CAMILLE DESMOULINS. — LE MARQUIS DE FAVRAS.

Parmi les pièces nouvelles et les pièces du bon temps que le théâtre aux abois avait la faiblesse, en ce temps-là, de remettre en honneur, j’en retrouve plusieurs qui seraient retombées dans l’oubli définitif avec tant d’autres de la même famille des pièces tombées, s’il n’était pas nécessaire de les laisser ici comme un exemple.
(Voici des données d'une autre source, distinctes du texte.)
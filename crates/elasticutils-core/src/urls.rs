//! Endpoint URL construction.
//!
//! Document ids and query parameters are percent-encoded; index names and
//! fixed endpoint paths are not.

use urlencoding::encode;

/// Join `base` and `endpoint` with exactly one `/` between them.
pub fn generate_url(base: &str, endpoint: &str) -> String {
    format!(
        "{}/{}",
        base.trim_end_matches('/'),
        endpoint.trim_start_matches('/')
    )
}

/// Resolve `url` against `base` unless it is already absolute.
pub fn resolve(base: &str, url: &str) -> String {
    if url.starts_with("http://") || url.starts_with("https://") {
        url.to_string()
    } else {
        generate_url(base, url)
    }
}

/// Cluster-level search endpoint used for PIT-scoped page requests.
pub fn pit_search_url(base: &str) -> String {
    generate_url(base, "_search")
}

/// Endpoint that releases point-in-time snapshots.
pub fn pit_close_url(base: &str) -> String {
    generate_url(base, "_search/point_in_time")
}

/// Endpoints scoped to one index.
///
/// ```
/// use elasticutils_core::urls::ElasticUrls;
///
/// let urls = ElasticUrls::new("http://localhost:9200/", "logs");
/// assert_eq!(urls.search(), "http://localhost:9200/logs/_search");
/// assert_eq!(urls.document("42"), "http://localhost:9200/logs/_doc/42");
/// ```
#[derive(Debug, Clone, PartialEq, Eq)]
pub struct ElasticUrls {
    base_url: String,
    index: String,
}

impl ElasticUrls {
    pub fn new(base_url: &str, index: &str) -> Self {
        Self {
            base_url: base_url.trim_end_matches('/').to_string(),
            index: index.trim_matches('/').to_string(),
        }
    }

    pub fn index_name(&self) -> &str {
        &self.index
    }

    fn scoped(&self, endpoint: &str) -> String {
        generate_url(&self.base_url, &format!("{}/{}", self.index, endpoint))
    }

    /// The index itself (existence checks, create, delete).
    pub fn index(&self) -> String {
        generate_url(&self.base_url, &self.index)
    }

    /// Add a document with a generated id.
    pub fn add(&self) -> String {
        self.scoped("_doc")
    }

    pub fn search(&self) -> String {
        self.scoped("_search")
    }

    pub fn update_by_query(&self) -> String {
        self.scoped("_update_by_query")
    }

    pub fn delete_by_query(&self) -> String {
        self.scoped("_delete_by_query")
    }

    /// Alias listing for the whole cluster.
    pub fn indices(&self) -> String {
        generate_url(&self.base_url, "_aliases?pretty=true")
    }

    /// Get, add, or delete one document.
    pub fn document(&self, id: &str) -> String {
        self.scoped(&format!("_doc/{}", encode(id)))
    }

    /// Partial update of one document.
    pub fn update(&self, id: &str) -> String {
        self.scoped(&format!("_update/{}", encode(id)))
    }

    /// Open a point-in-time snapshot, e.g. `keep_alive = "5m"`.
    pub fn point_in_time(&self, keep_alive: &str) -> String {
        self.scoped(&format!("_search/point_in_time?keep_alive={}", encode(keep_alive)))
    }
}

#[cfg(test)]
mod tests {
    use super::*;

    #[test]
    fn test_generate_url_single_slash() {
        assert_eq!(generate_url("http://h:9200/", "/x"), "http://h:9200/x");
        assert_eq!(generate_url("http://h:9200", "x"), "http://h:9200/x");
    }

    #[test]
    fn test_resolve_keeps_absolute() {
        assert_eq!(resolve("http://a", "https://b/c"), "https://b/c");
        assert_eq!(resolve("http://a/", "c/_search"), "http://a/c/_search");
    }

    #[test]
    fn test_index_endpoints() {
        let u = ElasticUrls::new("http://h:9200", "/events/");
        assert_eq!(u.index(), "http://h:9200/events");
        assert_eq!(u.add(), "http://h:9200/events/_doc");
        assert_eq!(u.update_by_query(), "http://h:9200/events/_update_by_query");
        assert_eq!(u.delete_by_query(), "http://h:9200/events/_delete_by_query");
        assert_eq!(u.update("7"), "http://h:9200/events/_update/7");
        assert_eq!(u.indices(), "http://h:9200/_aliases?pretty=true");
        assert_eq!(
            u.point_in_time("1m"),
            "http://h:9200/events/_search/point_in_time?keep_alive=1m"
        );
    }

    #[test]
    fn test_ids_are_encoded() {
        let u = ElasticUrls::new("http://h:9200", "events");
        assert_eq!(u.document("a/b?c#d"), "http://h:9200/events/_doc/a%2Fb%3Fc%23d");
        assert_eq!(u.update("x y"), "http://h:9200/events/_update/x%20y");
        assert_eq!(u.document("doc-1_a.b~"), "http://h:9200/events/_doc/doc-1_a.b~");
        assert_eq!(
            u.point_in_time("1m&x=1"),
            "http://h:9200/events/_search/point_in_time?keep_alive=1m%26x%3D1"
        );
    }

    #[test]
    fn test_cluster_endpoints() {
        assert_eq!(pit_search_url("http://h/"), "http://h/_search");
        assert_eq!(pit_close_url("http://h"), "http://h/_search/point_in_time");
    }
}
//! TOML configuration for `esu`.
//!
//! ```toml
//! [cluster]
//! base_url = "https://localhost:9200"
//! username = "elastic"
//! password_env = "ELASTIC_PASSWORD"
//!
//! [scan]
//! batch_size = 5000
//! sort_field = "@timestamp"
//! ```
//!
//! `[scan]` is optional; every key in it has a default.

use anyhow::{bail, Context, Result};
use elasticutils_core::query::{SortField, SortOrder};
use elasticutils_core::scan::{
    ScanOptions, DEFAULT_BATCH_SIZE, DEFAULT_KEEP_ALIVE, DEFAULT_MAX_RECORDS, DEFAULT_SORT_FIELD,
};
use serde::Deserialize;
use std::path::Path;

#[derive(Debug, Deserialize, Clone)]
pub struct Config {
    pub cluster: ClusterConfig,
    #[serde(default)]
    pub scan: ScanConfig,
}

#[derive(Debug, Deserialize, Clone)]
pub struct ClusterConfig {
    pub base_url: String,
    #[serde(default)]
    pub username: Option<String>,
    #[serde(default)]
    pub password: Option<String>,
    /// Environment variable holding the password; read at load time.
    #[serde(default)]
    pub password_env: Option<String>,
    #[serde(default = "default_timeout_secs")]
    pub timeout_secs: u64,
    #[serde(default)]
    pub accept_invalid_certs: bool,
}

fn default_timeout_secs() -> u64 {
    30
}

impl ClusterConfig {
    /// Basic-auth pair, when a username is configured.
    pub fn credentials(&self) -> Option<(&str, &str)> {
        self.username
            .as_deref()
            .map(|user| (user, self.password.as_deref().unwrap_or("")))
    }
}

#[derive(Debug, Deserialize, Clone)]
pub struct ScanConfig {
    #[serde(default = "default_batch_size")]
    pub batch_size: u64,
    #[serde(default = "default_max_records")]
    pub max_records: u64,
    #[serde(default = "default_keep_alive")]
    pub keep_alive: String,
    #[serde(default = "default_sort_field")]
    pub sort_field: String,
    #[serde(default = "default_sort_order")]
    pub sort_order: String,
    /// Field that `--since` / `--until` filter on.
    #[serde(default = "default_sort_field")]
    pub date_field: String,
}

impl Default for ScanConfig {
    fn default() -> Self {
        Self {
            batch_size: DEFAULT_BATCH_SIZE,
            max_records: DEFAULT_MAX_RECORDS,
            keep_alive: DEFAULT_KEEP_ALIVE.to_string(),
            sort_field: DEFAULT_SORT_FIELD.to_string(),
            sort_order: default_sort_order(),
            date_field: DEFAULT_SORT_FIELD.to_string(),
        }
    }
}

fn default_batch_size() -> u64 {
    DEFAULT_BATCH_SIZE
}
fn default_max_records() -> u64 {
    DEFAULT_MAX_RECORDS
}
fn default_keep_alive() -> String {
    DEFAULT_KEEP_ALIVE.to_string()
}
fn default_sort_field() -> String {
    DEFAULT_SORT_FIELD.to_string()
}
fn default_sort_order() -> String {
    "desc".to_string()
}

impl ScanConfig {
    /// Scan options seeded from this section. `sort_order` is validated at load.
    pub fn options(&self) -> ScanOptions {
        let order = self.sort_order.parse().unwrap_or(SortOrder::Desc);
        ScanOptions::new()
            .batch_size(self.batch_size)
            .max_records(self.max_records)
            .keep_alive(self.keep_alive.clone())
            .sort(vec![SortField::new(self.sort_field.clone(), order)])
    }
}

pub fn load_config(path: &Path) -> Result<Config> {
    let content = std::fs::read_to_string(path)
        .with_context(|| format!("Failed to read config file: {}", path.display()))?;

    let mut config: Config =
        toml::from_str(&content).with_context(|| "Failed to parse config file")?;

    // Validate cluster
    let base_url = config.cluster.base_url.trim();
    if base_url.is_empty() {
        bail!("cluster.base_url must not be empty");
    }
    if !base_url.starts_with("http://") && !base_url.starts_with("https://") {
        bail!(
            "cluster.base_url must start with http:// or https://, got '{}'",
            base_url
        );
    }
    config.cluster.base_url = base_url.trim_end_matches('/').to_string();

    if config.cluster.password.is_none() {
        if let Some(ref var) = config.cluster.password_env {
            let password = std::env::var(var).with_context(|| {
                format!("cluster.password_env names '{}', which is not set", var)
            })?;
            config.cluster.password = Some(password);
        }
    }

    // Validate scan
    if config.scan.batch_size == 0 {
        bail!("scan.batch_size must be >= 1");
    }
    if config.scan.max_records == 0 {
        bail!("scan.max_records must be >= 1");
    }
    if config.scan.keep_alive.trim().is_empty() {
        bail!("scan.keep_alive must not be empty");
    }
    if config.scan.sort_order.parse::<SortOrder>().is_err() {
        bail!(
            "scan.sort_order must be asc or desc, got '{}'",
            config.scan.sort_order
        );
    }

    Ok(config)
}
Hélas ! l’exemple, à quoi bon, à quoi bon surtout l’exemple au Théâtre-Français, et ferez-vous qu’il devienne, une fois pour toutes, le modèle et l’exemple de la constance politique ? Il dit volontiers, selon le temps : Vive le roi ! et Vive la Ligue ! Théâtre royal aujourd’hui, il sera le lendemain Théâtre de la République, et si le mot république vient à mal sonner, aussitôt voilà mon théâtre déconfit qui se retranche dans un moyen terme, et il s’appelle Comédie-Française. De république, pas un mot, et si on lui disait qu’il a chanté naguère la Marseillaise par la voix stridente de sa comédienne, il vous répondrait qu’il exècre la politique, et qu’il n’en fait pas. Pourtant, cette même Comédie-Française avait payé, elle aussi, son tribut aux gens de la Terreur ; elle avait vu ses meilleurs comédiens remplir les prisons de la Convention nationale, elle s’honorait, entre autres souvenirs, de l’aumône d’un casaquin blanc que sa plus illustre comédienne avait faite à Sa Majesté la reine de France, lorsque Sa Majesté, les mains liées par une corde, montait sur le tombereau fatal qui la traînait à l’échafaud !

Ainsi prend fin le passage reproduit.